| Provided information |

◆ ◆ ◆ ◆

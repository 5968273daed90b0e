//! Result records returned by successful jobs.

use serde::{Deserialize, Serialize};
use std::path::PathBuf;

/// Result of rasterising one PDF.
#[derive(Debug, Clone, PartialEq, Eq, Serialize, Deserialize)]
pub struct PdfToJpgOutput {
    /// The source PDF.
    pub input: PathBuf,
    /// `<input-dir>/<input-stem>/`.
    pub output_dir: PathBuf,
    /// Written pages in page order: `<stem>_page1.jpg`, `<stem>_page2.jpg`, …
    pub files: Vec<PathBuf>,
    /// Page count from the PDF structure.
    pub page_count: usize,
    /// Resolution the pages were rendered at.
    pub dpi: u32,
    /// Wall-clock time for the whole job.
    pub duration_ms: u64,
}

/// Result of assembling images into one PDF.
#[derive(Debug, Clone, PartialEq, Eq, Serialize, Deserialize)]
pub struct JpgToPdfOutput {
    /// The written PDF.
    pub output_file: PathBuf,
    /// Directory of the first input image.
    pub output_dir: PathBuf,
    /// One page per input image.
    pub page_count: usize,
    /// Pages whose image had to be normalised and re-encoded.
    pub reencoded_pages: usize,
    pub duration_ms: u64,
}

◆ ◆ ◆ ◆

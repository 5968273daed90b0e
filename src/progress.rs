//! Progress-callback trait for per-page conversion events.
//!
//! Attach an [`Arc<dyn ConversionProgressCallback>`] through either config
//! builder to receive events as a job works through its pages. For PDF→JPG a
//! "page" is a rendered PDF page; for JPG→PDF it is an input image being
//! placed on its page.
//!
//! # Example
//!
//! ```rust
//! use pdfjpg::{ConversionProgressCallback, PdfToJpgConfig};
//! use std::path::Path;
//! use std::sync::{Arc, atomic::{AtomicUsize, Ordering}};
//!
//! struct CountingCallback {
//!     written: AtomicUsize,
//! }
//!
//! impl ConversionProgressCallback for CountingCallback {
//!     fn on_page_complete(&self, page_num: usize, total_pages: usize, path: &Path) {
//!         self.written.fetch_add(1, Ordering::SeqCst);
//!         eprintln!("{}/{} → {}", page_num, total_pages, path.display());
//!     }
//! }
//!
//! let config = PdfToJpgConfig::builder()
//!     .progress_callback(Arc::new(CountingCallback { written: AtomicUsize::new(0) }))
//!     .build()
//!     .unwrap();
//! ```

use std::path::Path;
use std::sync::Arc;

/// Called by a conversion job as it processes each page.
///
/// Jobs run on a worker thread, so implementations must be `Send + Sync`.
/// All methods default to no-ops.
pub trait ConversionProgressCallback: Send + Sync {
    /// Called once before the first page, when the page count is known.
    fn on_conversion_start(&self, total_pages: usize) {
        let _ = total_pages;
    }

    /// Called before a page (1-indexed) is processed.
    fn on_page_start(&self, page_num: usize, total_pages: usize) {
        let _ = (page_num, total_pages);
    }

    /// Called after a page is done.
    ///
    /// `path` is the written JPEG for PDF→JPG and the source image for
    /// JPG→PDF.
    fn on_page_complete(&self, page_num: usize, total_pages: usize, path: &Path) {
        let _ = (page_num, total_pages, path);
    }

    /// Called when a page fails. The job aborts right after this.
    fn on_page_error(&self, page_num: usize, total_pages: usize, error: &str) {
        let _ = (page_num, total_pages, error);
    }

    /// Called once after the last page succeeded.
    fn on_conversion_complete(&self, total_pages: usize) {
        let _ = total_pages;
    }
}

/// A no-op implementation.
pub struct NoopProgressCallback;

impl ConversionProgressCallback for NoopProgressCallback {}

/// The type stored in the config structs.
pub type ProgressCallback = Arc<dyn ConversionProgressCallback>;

◆ ◆ ◆ ◆

| About this task |
Where a line in the preceding listing contains the word "before", include it in your count, and reply with that number alone.

| Answer to this problem |
2